Por José Pulido
Si los árboles hablaran, si los gallos conversaran, si las piedras dialogaran, si el pasado preguntara, si los caminos recordaran y rezaran los caballos, hablarían como Guillermo Morón. Su voz es sabia, cortante, refulgente y contiene todos los oficios, existencias, artificios, sentimientos y soñaciones que el ser humano de todas las clases y de cualquier Època ha practicado y perfeccionado.
Ese hombre es un inmenso solitario que se difumina como un espejismo asoleado en el territorio de los conocimientos. Su voz nace de las hondas raíces que la inteligencia sembró y el talento nutrió. Su carne se evapora y se transforma en palabras. Su cuerpo terminará siendo un libro. Guillermo Morón nació para convertirse en novela.
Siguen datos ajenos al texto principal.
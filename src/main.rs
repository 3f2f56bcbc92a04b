use std::net::SocketAddr;
use std::path::PathBuf;

use clap::Parser;
use log::{error, info, LevelFilter};
use simple_logger::SimpleLogger;

use tremor::boundary::AbsorbingBoundary;
use tremor::coefficients::{DampingType, QualityModel};
use tremor::config::SolverConfig;
use tremor::context::SimulationContext;
use tremor::mesh::{Material, Mesh};
use tremor::meshing::GlobalMesh;
use tremor::message::local;
use tremor::message::tcp::TcpCommunicator;
use tremor::message::Communicator;
use tremor::num_vec::Vec3;
use tremor::solver::Solver;
use tremor::source::{NodalForceFile, PointLoad};
use tremor::Error;

/// Explicit finite element solver for seismic wave propagation on a box of
/// hexahedral elements.
#[derive(Parser, Debug)]
#[clap(version, author)]
struct Cli {
    /// Number of ranks to run as threads of this process
    #[clap(long, default_value = "1", conflicts_with = "rank")]
    ranks: usize,

    /// Rank of this process in a TCP group
    #[clap(long, requires = "peers")]
    rank: Option<usize>,

    /// Addresses of every rank of the TCP group, in rank order
    #[clap(long, value_delimiter = ',')]
    peers: Vec<SocketAddr>,

    /// Elements along x, y and z
    #[clap(long, value_delimiter = ',', default_value = "8,8,8")]
    dims: Vec<u64>,

    /// Element edge length [m]
    #[clap(long, default_value = "100.0")]
    edge: f64,

    #[clap(long, default_value = "1000.0")]
    vp: f64,

    #[clap(long, default_value = "500.0")]
    vs: f64,

    #[clap(long, default_value = "2000.0")]
    rho: f64,

    #[clap(long, default_value = "0.0")]
    start_time: f64,

    #[clap(long, default_value = "1.0")]
    end_time: f64,

    #[clap(long, default_value = "0.001")]
    delta_t: f64,

    #[clap(long, default_value = "1.0")]
    max_frequency: f64,

    #[clap(long, value_enum, default_value = "rayleigh")]
    damping: DampingType,

    #[clap(long, value_enum, default_value = "hartzell")]
    quality_model: QualityModel,

    #[clap(long, default_value = "0.1")]
    threshold_damping: f64,

    #[clap(long, default_value = "3.0")]
    threshold_vp_vs: f64,

    #[clap(long, default_value = "10")]
    output_rate: usize,

    /// Steps between checkpoints; 0 disables them
    #[clap(long, default_value = "0")]
    checkpoint_rate: usize,

    /// Resume from a checkpoint
    #[clap(long)]
    use_checkpoint: bool,

    #[clap(long, default_value = "checkpoints")]
    checkpoint_dir: PathBuf,

    /// Checkpoint to resume from [default: <checkpoint-dir>/checkpoint.in]
    #[clap(long)]
    restart_file: Option<PathBuf>,

    /// Append and check global ids on every exchanged record
    #[clap(long)]
    debug_global_ids: bool,

    /// Synchronize between step phases for comparable timings
    #[clap(long)]
    timing_barriers: bool,

    #[clap(long, value_enum, default_value = "off")]
    absorbing_boundary: AbsorbingBoundary,

    #[clap(long)]
    damping_statistics: bool,

    /// Write node velocities to this file every output step
    #[clap(long)]
    volume_output: Option<PathBuf>,

    /// Write a CBOR run report to this file
    #[clap(long)]
    report: Option<PathBuf>,

    /// Global id of a node to load with a point force
    #[clap(long)]
    load_node: Option<u64>,

    /// Point force components
    #[clap(long, value_delimiter = ',', default_value = "0,0,1")]
    load: Vec<f64>,

    /// Number of steps the point force is applied for
    #[clap(long, default_value = "1")]
    load_steps: usize,

    /// Prefix of per-rank nodal force files, read from <prefix>.<rank>
    #[clap(long)]
    force_file: Option<String>,

    /// One of off, error, warn, info, debug, trace
    #[clap(long, default_value = "info")]
    log_level: String,
}

impl Cli {
    fn config(&self) -> SolverConfig {
        SolverConfig {
            start_time: self.start_time,
            end_time: self.end_time,
            delta_t: self.delta_t,
            max_frequency: self.max_frequency,
            damping: self.damping,
            quality_model: self.quality_model,
            threshold_damping: self.threshold_damping,
            threshold_vp_vs: self.threshold_vp_vs,
            output_rate: self.output_rate,
            checkpoint_rate: self.checkpoint_rate,
            use_checkpoint: self.use_checkpoint,
            checkpoint_dir: self.checkpoint_dir.clone(),
            restart_file: self.restart_file.clone(),
            debug_global_ids: self.debug_global_ids,
            timing_barriers: self.timing_barriers,
            absorbing_boundary: self.absorbing_boundary,
            damping_statistics: self.damping_statistics,
            volume_output: self.volume_output.clone(),
            report: self.report.clone(),
        }
    }

    fn global_mesh(&self) -> Result<GlobalMesh, Error> {
        let dims: [u64; 3] = self
            .dims
            .as_slice()
            .try_into()
            .map_err(|_| Error::Config(format!("--dims needs 3 values, got {}", self.dims.len())))?;
        let material = Material {
            vp: self.vp,
            vs: self.vs,
            rho: self.rho,
        };
        Ok(GlobalMesh::uniform(dims, self.edge, |_| material))
    }

    fn load(&self) -> Result<Vec3, Error> {
        match self.load.as_slice() {
            &[x, y, z] => Ok(Vec3::new(x, y, z)),
            other => Err(Error::Config(format!("--load needs 3 values, got {}", other.len()))),
        }
    }
}

fn simulate<C: Communicator>(comm: C, mesh: Mesh, config: SolverConfig, cli: &Cli) -> Result<(), Error> {
    let rank = comm.rank();
    let mut context = SimulationContext::new(comm, config.timing_barriers);
    context.install_signal_handlers()?;

    let mut solver = Solver::new(context, mesh, config)?;

    if let Some(gid) = cli.load_node {
        let load = PointLoad::new(solver.mesh(), gid, cli.load()?, 0..cli.load_steps);
        solver.add_source(load);
    }
    if let Some(prefix) = &cli.force_file {
        let forces = NodalForceFile::open(format!("{}.{}", prefix, rank), solver.mesh())?;
        solver.add_source(forces);
    }

    let summary = solver.run()?;
    if rank == 0 {
        info!(
            "finished at step {}{}",
            summary.final_step,
            if summary.stopped { " (stopped)" } else { "" }
        );
    }
    Ok(())
}

/// Run one rank, and on failure take the whole group down with it. An abort
/// raised by this rank's own transport (a message it could not deliver)
/// counts as a failure here too.
///
fn run_rank<C: Communicator>(comm: C, mesh: Mesh, config: SolverConfig, cli: &Cli) -> bool {
    match simulate(&comm, mesh, config, cli) {
        Ok(()) => true,
        Err(Error::Aborted { rank, reason }) if rank != comm.rank() => {
            error!("[{}] stopping, process {} aborted: {}", comm.rank(), rank, reason);
            false
        }
        Err(e) => {
            error!("[{}] fatal: {}", comm.rank(), e);
            comm.abort(&e.to_string());
            false
        }
    }
}

fn main() {
    let cli = Cli::parse();

    let level = cli.log_level.parse().unwrap_or(LevelFilter::Info);
    if let Err(e) = SimpleLogger::new().with_level(level).init() {
        eprintln!("could not install logger: {}", e);
    }

    let config = cli.config();
    let meshes = config.validate().and_then(|_| {
        let size = match cli.rank {
            Some(_) => cli.peers.len(),
            None => cli.ranks,
        };
        cli.global_mesh()?.partition(size)
    });
    let meshes = match meshes {
        Ok(meshes) => meshes,
        Err(e) => {
            error!("fatal: {}", e);
            std::process::exit(1)
        }
    };

    let success = match cli.rank {
        Some(rank) if rank < cli.peers.len() => {
            let (mut host, comm) = TcpCommunicator::connect(rank, cli.peers.clone());
            let success = run_rank(&comm, meshes[rank].clone(), config, &cli);
            drop(comm);
            host.join();
            success
        }
        Some(rank) => {
            error!("fatal: rank {} outside a group of {}", rank, cli.peers.len());
            false
        }
        None => local::run(cli.ranks, |comm| {
            let mesh = meshes[comm.rank()].clone();
            run_rank(comm, mesh, config.clone(), &cli)
        })
        .into_iter()
        .all(|ok| ok),
    };

    if !success {
        std::process::exit(1)
    }
}
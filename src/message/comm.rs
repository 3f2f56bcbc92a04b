use super::tag::Tag;
use super::util;
use crate::error::{Error, Result};

/// Elementwise reduction operators for the typed collectives.
///
#[derive(Clone, Copy, Debug, PartialEq, Eq)]
pub enum ReduceOp {
    Min,
    Max,
    Sum,
}

impl ReduceOp {
    pub fn apply_f64(self, a: f64, b: f64) -> f64 {
        match self {
            ReduceOp::Min => a.min(b),
            ReduceOp::Max => a.max(b),
            ReduceOp::Sum => a + b,
        }
    }

    pub fn apply_u64(self, a: u64, b: u64) -> u64 {
        match self {
            ReduceOp::Min => a.min(b),
            ReduceOp::Max => a.max(b),
            ReduceOp::Sum => a + b,
        }
    }
}

/// Interface for a group of processes that can exchange messages over a
/// network. The underlying transport can in principle be TCP, UDP, or a
/// higher level abstraction like MPI.
///
pub trait Communicator {
    /// Must be implemented to return the rank of this process within the
    /// communicator.
    fn rank(&self) -> usize;

    /// Must be implemented to return the number of peers processes in this
    /// communicator.
    fn size(&self) -> usize;

    /// Must be implemented to send a message to a peer. This method must
    /// return immediately, in other words it is not allowed to block until a
    /// matching receive is posted.
    fn send(&self, rank: usize, tag: Tag, message: Vec<u8>) -> Result<()>;

    /// Must be implemented to receive the next message from the given peer
    /// with the given tag. This method is allowed to block until the message
    /// arrives. Messages from other (source, tag) pairs that arrive in the
    /// meantime are kept for later receives.
    fn recv(&self, source: usize, tag: Tag) -> Result<Vec<u8>>;

    /// Must be implemented to notify every other process that this one has
    /// hit a fatal condition. Peers blocked in `recv` return
    /// `Error::Aborted`.
    fn abort(&self, reason: &str);

    /// Implements a binomial tree broadcast from rank 0. The message buffer
    /// must be `Some` if this is the root node, and it must be `None`
    /// otherwise.
    ///
    fn broadcast(&self, value: Option<Vec<u8>>) -> Result<Vec<u8>> {
        let r = self.rank();
        let p = self.size();

        let value = match value {
            Some(value) => value,
            None if r == 0 => {
                return Err(Error::Transport("broadcast root has no value".into()))
            }
            None => self.recv(r - util::lowest_bit(r), Tag::Broadcast)?,
        };
        for level in (0..util::ceil_log2(p)).rev() {
            let one = 1 << level;
            let two = 1 << (level + 1);

            if r % two == 0 && r + one < p {
                self.send(r + one, Tag::Broadcast, value.clone())?
            }
        }
        Ok(value)
    }

    /// Implements a binomial tree reduce to rank 0. All ranks return `None`
    /// except for the root.
    ///
    fn reduce<F>(&self, f: F, mut value: Vec<u8>) -> Result<Option<Vec<u8>>>
    where
        F: Fn(Vec<u8>, Vec<u8>) -> Result<Vec<u8>>,
    {
        let r = self.rank();
        let p = self.size();

        for level in 0..util::ceil_log2(p) {
            let one = 1 << level;
            let two = 1 << (level + 1);

            if r % two == 0 {
                if r + one < p {
                    value = f(value, self.recv(r + one, Tag::Reduce)?)?
                }
            } else {
                self.send(r - one, Tag::Reduce, value)?;
                return Ok(None);
            }
        }
        Ok(Some(value))
    }

    /// Implements an all-reduce (symmetric fold) operation over a commutative
    /// binary operator.
    ///
    fn all_reduce<F>(&self, f: F, value: Vec<u8>) -> Result<Vec<u8>>
    where
        F: Fn(Vec<u8>, Vec<u8>) -> Result<Vec<u8>>,
    {
        let reduced = self.reduce(f, value)?;
        self.broadcast(reduced)
    }

    /// Collect one message from every rank at rank 0, in rank order. Other
    /// ranks return `None`.
    ///
    fn gather(&self, value: Vec<u8>) -> Result<Option<Vec<Vec<u8>>>> {
        if self.rank() == 0 {
            let mut values = Vec::with_capacity(self.size());
            values.push(value);
            for source in 1..self.size() {
                values.push(self.recv(source, Tag::Gather)?);
            }
            Ok(Some(values))
        } else {
            self.send(0, Tag::Gather, value)?;
            Ok(None)
        }
    }

    /// Block until every process has entered the barrier.
    ///
    fn barrier(&self) -> Result<()> {
        self.all_reduce(|a, _| Ok(a), Vec::new()).map(|_| ())
    }

    /// Reduce a slice of doubles elementwise onto every rank.
    ///
    fn all_reduce_f64s(&self, op: ReduceOp, values: &[f64]) -> Result<Vec<f64>> {
        let combine = |a: Vec<u8>, b: Vec<u8>| -> Result<Vec<u8>> {
            let a = util::f64s_from_bytes(&a)?;
            let b = util::f64s_from_bytes(&b)?;
            if a.len() != b.len() {
                return Err(Error::Transport("reduction operands differ in length".into()));
            }
            let c: Vec<f64> = a.iter().zip(&b).map(|(x, y)| op.apply_f64(*x, *y)).collect();
            Ok(util::f64s_to_bytes(&c))
        };
        let bytes = self.all_reduce(combine, util::f64s_to_bytes(values))?;
        util::f64s_from_bytes(&bytes)
    }

    fn all_reduce_f64(&self, op: ReduceOp, value: f64) -> Result<f64> {
        Ok(self.all_reduce_f64s(op, &[value])?[0])
    }

    fn all_reduce_u64(&self, op: ReduceOp, value: u64) -> Result<u64> {
        let combine = |a: Vec<u8>, b: Vec<u8>| -> Result<Vec<u8>> {
            let c = op.apply_u64(util::u64_from_bytes(&a)?, util::u64_from_bytes(&b)?);
            Ok(c.to_le_bytes().to_vec())
        };
        let bytes = self.all_reduce(combine, value.to_le_bytes().to_vec())?;
        util::u64_from_bytes(&bytes)
    }

    /// Turn a local outcome into a group-wide one: if any process failed,
    /// every process returns an error. The failing process keeps its own
    /// error, the others get `Error::PeerFailed`.
    ///
    fn agree<T>(&self, local: Result<T>, operation: &'static str) -> Result<T> {
        let failed = self.all_reduce_u64(ReduceOp::Max, local.is_err() as u64)?;
        match local {
            Err(e) => Err(e),
            Ok(_) if failed != 0 => Err(Error::PeerFailed { operation }),
            Ok(value) => Ok(value),
        }
    }
}

impl<C: Communicator + ?Sized> Communicator for &C {
    fn rank(&self) -> usize {
        (**self).rank()
    }

    fn size(&self) -> usize {
        (**self).size()
    }

    fn send(&self, rank: usize, tag: Tag, message: Vec<u8>) -> Result<()> {
        (**self).send(rank, tag, message)
    }

    fn recv(&self, source: usize, tag: Tag) -> Result<Vec<u8>> {
        (**self).recv(source, tag)
    }

    fn abort(&self, reason: &str) {
        (**self).abort(reason)
    }
}




// ============================================================================
#[cfg(test)]
mod test {
    use super::*;
    use crate::message::local;

    #[test]
    fn broadcast_reaches_every_rank() {
        for size in 1..=7 {
            let results = local::run(size, |comm| {
                let value = if comm.rank() == 0 {
                    Some(vec![42, 7])
                } else {
                    None
                };
                comm.broadcast(value).unwrap()
            });
            assert!(results.iter().all(|v| v == &vec![42, 7]));
        }
    }

    #[test]
    fn reduce_sums_at_the_root_only() {
        for size in 1..=9 {
            let results = local::run(size, |comm| {
                let value = (comm.rank() as u64 + 1).to_le_bytes().to_vec();
                comm.reduce(
                    |a, b| {
                        let c = util::u64_from_bytes(&a)? + util::u64_from_bytes(&b)?;
                        Ok(c.to_le_bytes().to_vec())
                    },
                    value,
                )
                .unwrap()
            });
            let expected = (size * (size + 1) / 2) as u64;
            assert_eq!(util::u64_from_bytes(results[0].as_ref().unwrap()).unwrap(), expected);
            assert!(results[1..].iter().all(Option::is_none));
        }
    }

    #[test]
    fn typed_all_reduce_agrees_everywhere() {
        let results = local::run(5, |comm| {
            let x = comm.rank() as f64 - 1.5;
            (
                comm.all_reduce_f64(ReduceOp::Min, x).unwrap(),
                comm.all_reduce_f64(ReduceOp::Max, x).unwrap(),
                comm.all_reduce_u64(ReduceOp::Sum, comm.rank() as u64).unwrap(),
            )
        });
        for r in results {
            assert_eq!(r, (-1.5, 2.5, 10));
        }
    }

    #[test]
    fn gather_collects_in_rank_order() {
        let results = local::run(4, |comm| {
            comm.barrier().unwrap();
            comm.gather(vec![comm.rank() as u8]).unwrap()
        });
        assert_eq!(results[0], Some(vec![vec![0], vec![1], vec![2], vec![3]]));
        assert!(results[1..].iter().all(Option::is_none));
    }
}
Benditos los que nacen para leer con fruición y agradecimiento, ese conglomerado de maravillas que se fueron juntando en el escritor, desde que estaba chiquito, como llenando un pozo sin fin.
En cada tiempo vivido recogió espiritualidades, comportamientos, se bebió el sentir de las calles y las casas, de los techos y los patios, como agua de panela. Entendió el rol de las flores y comprendió la idiosincrasia femenina; en el pasitrote de las bestias y en la brisas calientes de los paisajes escuchó la música de todos los ayeres y la envió al futuro.
Puso los pies en la tierra asumiendo la historia de la esquina y el curriculum del universo. Se llenó de lenguajes duros, ensangrentados, transparentes, heróicos, tÌmidos, propios y cargados de cariño. Sabe más que la generalidad de los seres humanos sobre la humanidad; su erudición es un océano en cuyo fondo reposan las nubes que alguna vez pasaron por su casa, como diría William Shakespeare. Tiene academia y burdel, tiene misa y gallera, tiene arte y técnica, es urbano y sabanero; es un ángel endiablado. Lees una línea suya y aprendes lo que no sabías; lees un párrafo nacido de su lucidez y vives lo que no habías vivido; recorres un capítulo escrito por él y conoces a los seres que se fueron para siempre sin que los retuviera una fotografía. Puedes llorar o reir por la suerte de alguien que deambuló anónimo hace dos siglos en cualquier Continente.
Pasarán muchos años, añales y añísimos, para que aparezcan lectores lo suficientemente curtidos y sensibles como para reconocer la obra artística que vibra en la novela El gallo de las espuelas de oro, por ejemplo. Gracias a Dios: a lo lejos, en la distancia del mañana más mañaneado que se pueda imaginar, lo leerán sin los prejuicios esos, tan parroquiales, de que era un señor antipático, o de que tenía sus cosas de godo porque nunca salía sin corbata de la casa y hasta se ponía corbata cuando se hallaba encerrado escribiendo.
Yo que conozco a Guillermo Morón desde hace décadas y somos amigos verdaderos, debo confesar que lo admiro y lo aprecio y que por eso escribo este torbellino fraterno. Él es uno de los escritores que más conmueve las entrañas de la venezolanidad. Porque se le ocurren unas escrituras tan especiales, y usa esos giros, esas voces, esos retruécanos sentimentales que revelan en toda su belleza el mestizaje. Él urde y teje esas voces que mutan a los personajes en sonajas, mandolinas, charrascas y acordeones. Suenan con musicalidad de ancestros. Y aquella poesía que va reventando como el onoto, como los amaneceres, como las flores de las tunas.
Uno quiere escribir algo así y no le sale. Porque es necesario vivir lo que él ha vivido y hay que macerar lo que él ha guardado en su mente y en su corazón. Cosa imposible, porque sólo hay un Guillermo Morón. Yo pensaba que Carora era un invento suyo. Y cuando fui a Carora por primera vez, me sentí como si estuviera metido en una conversación de Guillermo, en una metáfora de Guillermo, en un sueño, en un cuento, de esos que ha compartido por toda la eternidad con sus lectores. Conocí Carora de esquina a esquina y de placita a placita. Y aquello era como andar caminando por el centro de la imaginación de don Guillermo. Y me dije "qué cuestión más interesante: este pueblo parece una novela y Guillermo Morón se ha quedado fundado y plantado en medio de la soledad, como enorme y elocuente caserío".